近況

 なんとなく昼間見始めた映画が、ついたり消えたりして九時ごろ、ようやく半分くらいまで行ったあたりで、演出上の都合ではさまれた静けさに、釣銭が6枚落ちる音と缶のプルトップが起きる音とひとの咳、爪、たぶん人差し指の、が薄っぺらいアルミ缶をかつかつ叩く音が滑り込む。映画の再生を止める。

 それがぼくに聞こえたのはコカ・コーラの自販機がマンションの道を挟んだちょうど向かいにあるからで、映画を見ていても気づいたのはこの部屋の窓が開いているからで、窓が開いているのはクーラーが要らないくらい今晩が涼しいからで、涼しいのは夏が終わろうとしているからだった。

 八月は料理と飲酒ばっかりしていた気がする。何をした記憶が残っているわけでもなくて実際に何にもしていないんだろうけど生活の実感はこれまでになく色濃く残っていて、これはこれで、と思う。

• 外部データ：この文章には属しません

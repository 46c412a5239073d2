//! Pipeline tests: scanner, analyzer and controller lifecycle against temp directory trees.

use crossbeam_channel::{Receiver, unbounded};
use std::collections::HashSet;
use std::fs;
use std::path::{Path, PathBuf};
use std::sync::{Arc, Barrier};
use std::sync::atomic::{AtomicUsize, Ordering};
use std::thread;
use std::time::{Duration, Instant};
use tempfile::TempDir;
use wordscan::pipeline::{
    CancelToken, RunContext, run_consumer, run_producer, scan_pass, spawn_task, wait_all,
};
use wordscan::report::ChannelSink;
use wordscan::{
    ConfigError, ControlError, Controller, FileTask, Opts, PipelineState, ResultSink, ScanEvent,
    TaskExit,
};

const WAIT: Duration = Duration::from_secs(10);

fn channel_sink() -> (Arc<dyn ResultSink>, Receiver<ScanEvent>) {
    let (tx, rx) = unbounded();
    (Arc::new(ChannelSink::new(tx)), rx)
}

fn opts_for(root: &Path, consumers: usize) -> Opts {
    Opts {
        root: root.to_path_buf(),
        scan_interval: Duration::from_secs(3600),
        consumer_count: consumers,
        ..Default::default()
    }
}

fn write(root: &Path, rel: &str, content: &[u8]) -> PathBuf {
    let path = root.join(rel);
    fs::create_dir_all(path.parent().unwrap()).unwrap();
    fs::write(&path, content).unwrap();
    path
}

/// Tree with `n` `.txt` files, some nested.
fn text_tree(n: usize) -> (TempDir, HashSet<PathBuf>) {
    let dir = TempDir::new().unwrap();
    let files = (0..n)
        .map(|i| {
            let rel = if i % 2 == 0 {
                format!("doc{i}.txt")
            } else {
                format!("nested/deeper/doc{i}.txt")
            };
            write(dir.path(), &rel, b"alpha beta alpha gamma")
        })
        .collect();
    (dir, files)
}

/// Receive exactly `n` per-file events (walk errors are skipped).
fn recv_file_events(rx: &Receiver<ScanEvent>, n: usize) -> Vec<ScanEvent> {
    let mut events = Vec::new();
    while events.len() < n {
        let event = rx.recv_timeout(WAIT).expect("timed out waiting for events");
        if event.is_file_event() {
            events.push(event);
        }
    }
    events
}

fn assert_graceful_exits(controller: &Controller, consumers: usize) {
    let exits = controller.task_exits();
    assert_eq!(exits.len(), consumers + 1);
    assert_eq!(exits[0].0, "producer-1");
    assert_eq!(exits[0].1, Some(TaskExit::Stopped { markers: consumers }));
    for (label, exit) in &exits[1..] {
        assert!(label.starts_with("consumer-"));
        assert_eq!(*exit, Some(TaskExit::Terminated));
    }
}
//! Directory scanner (producer): repeated full walks of the root, feeding `.txt` paths into the queue.

use log::{debug, info};
use std::path::PathBuf;
use walkdir::WalkDir;

use super::context::ScannerContext;
use super::error_handler::{log_pass_summary, report_walk_error};
use crate::engine::tools::should_queue;
use crate::error::QueueError;
use crate::{FileTask, TaskExit};

/// One result from a directory walk: either an entry to consider or an error with optional path.
pub enum WalkOutcome {
    Ok { path: PathBuf, is_file: bool },
    Err { msg: String, path: Option<PathBuf> },
}

/// Convert a walkdir result into [`WalkOutcome`].
pub fn to_outcome_walkdir(r: Result<walkdir::DirEntry, walkdir::Error>) -> WalkOutcome {
    match r {
        Ok(entry) => {
            let is_file = entry.file_type().is_file();
            WalkOutcome::Ok {
                path: entry.into_path(),
                is_file,
            }
        }
        Err(err) => WalkOutcome::Err {
            msg: format!("{}", err),
            path: err.path().map(PathBuf::from),
        },
    }
}

fn walkdir_iter(ctx: &ScannerContext) -> Box<dyn Iterator<Item = WalkOutcome>> {
    Box::new(
        WalkDir::new(&ctx.root)
            .follow_links(ctx.follow_links)
            .into_iter()
            .map(to_outcome_walkdir),
    )
}

/// Counts for one finished pass.
#[derive(Clone, Copy, Debug, Default, PartialEq, Eq)]
pub struct PassSummary {
    /// Paths handed to the queue.
    pub queued: usize,
    /// Walk errors reported (unreadable dirs, missing root, ...).
    pub errors: usize,
}

/// Walk the tree once and enqueue every `.txt` regular file, blocking while the queue is full.
///
/// Walk errors are reported to the sink and skipped. Returns `Err` only when a blocking
/// `put` is cancelled, in which case the pass is abandoned.
pub fn scan_pass(ctx: &ScannerContext) -> Result<PassSummary, QueueError> {
    let mut summary = PassSummary::default();
    for outcome in walkdir_iter(ctx) {
        match outcome {
            WalkOutcome::Ok { path, is_file } => {
                if should_queue(&path, is_file) {
                    debug!("{}: queueing {}", ctx.label, path.display());
                    ctx.queue.put(FileTask::PathItem(path), &ctx.cancel)?;
                    summary.queued += 1;
                }
            }
            WalkOutcome::Err { msg, path } => {
                report_walk_error(ctx.sink.as_ref(), path, msg);
                summary.errors += 1;
            }
        }
    }
    Ok(summary)
}

/// Deliver one termination marker per consumer.
///
/// Guarded by the consumers' token: a plain `stop()` (which fires only the producer token)
/// cannot cut delivery short, `shutdown()` can. Returns the number delivered.
fn deliver_markers(ctx: &ScannerContext) -> usize {
    let mut delivered = 0;
    for _ in 0..ctx.consumer_count {
        if ctx
            .queue
            .put(FileTask::Termination, &ctx.consumers_cancel)
            .is_err()
        {
            info!(
                "{}: marker delivery cut short ({} of {})",
                ctx.label, delivered, ctx.consumer_count
            );
            break;
        }
        delivered += 1;
    }
    delivered
}

/// Producer loop. Runs until the stop flag is observed (graceful, markers delivered)
/// or the producer token fires without the stop flag (abrupt teardown).
pub fn run_producer(ctx: ScannerContext) -> TaskExit {
    info!("PRODUCER {} STARTED ...", ctx.label);
    let exit = loop {
        if ctx.stop.is_set() {
            let markers = deliver_markers(&ctx);
            break TaskExit::Stopped { markers };
        }

        match scan_pass(&ctx) {
            Ok(summary) => log_pass_summary(&ctx.label, &ctx.root, &summary),
            Err(_) => {
                info!("{}: scan pass interrupted", ctx.label);
                if ctx.stop.is_set() {
                    continue;
                }
                break TaskExit::Cancelled;
            }
        }

        info!(
            "Producer {} will rescan in {} seconds",
            ctx.label,
            ctx.scan_interval.as_secs()
        );
        if ctx.cancel.sleep(ctx.scan_interval).is_err() {
            info!("Producer {} sleep interrupted!", ctx.label);
            if !ctx.stop.is_set() {
                break TaskExit::Cancelled;
            }
        }
    };
    info!("PRODUCER {} FINISHED ({:?})", ctx.label, exit);
    exit
}
//! Failure-notification context.

use swell_state::ResourceType;

/// Context attached to a failure alert so downstream routing can identify
/// the affected resource.
#[derive(Debug, Clone, PartialEq, Eq)]
pub struct FailureContext {
    /// Routing key from the policy's `notification_uid`.
    pub alert_key: String,
    /// `{job}/{group}` for task-group resources.
    pub resource_id: String,
    pub resource_type: ResourceType,
}

impl FailureContext {
    /// Context for a job task-group.
    pub fn for_group(alert_key: &str, job: &str, group: &str) -> Self {
        Self {
            alert_key: alert_key.to_string(),
            resource_id: format!("{job}/{group}"),
            resource_type: ResourceType::Job,
        }
    }
}
//! swell-state — embedded scaling-event state store.
//!
//! Backed by [redb](https://docs.rs/redb), persists the last-scaling-event
//! record for each job task-group so that cooldown and failsafe decisions
//! survive restarts. Supports on-disk and in-memory backends (the latter
//! for testing).
//!
//! Records are keyed by their state path, `{root}/state/jobs/{job}/{group}`,
//! and JSON-serialized into redb's `&[u8]` value column.
//!
//! The `StateStore` is `Clone` + `Send` + `Sync` (backed by `Arc<Database>`)
//! and can be shared across async tasks.

pub mod error;
pub mod store;
pub mod tables;
pub mod types;

pub use error::{StateError, StateResult};
pub use store::StateStore;
pub use types::{ResourceType, ScalingState};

 だいいち、会話の流れもなんもなしに思い出そうと思って思い出せるほど整った記憶になる出来事になんてなかなか出くわさないから、整った記憶がもしあるとするならそんなのはたいてい、あとで勝手に整えたもののような気がする。べつに思い出さなくて済むなら過去のことなんか思い出さなくったってよくて、重要なのはやっぱり過去からここまでに続いて寝そべる生活で、それがあってきて今もあるのを思い出すのに、こういう夏の夜の冷えた部屋の中はたいへん適していて、酒を飲めたらもう完璧に近かったけれどあいにく断酒で、ぼくの生活はそういう具合にしか今のところ厳しくない。ありがたいことに。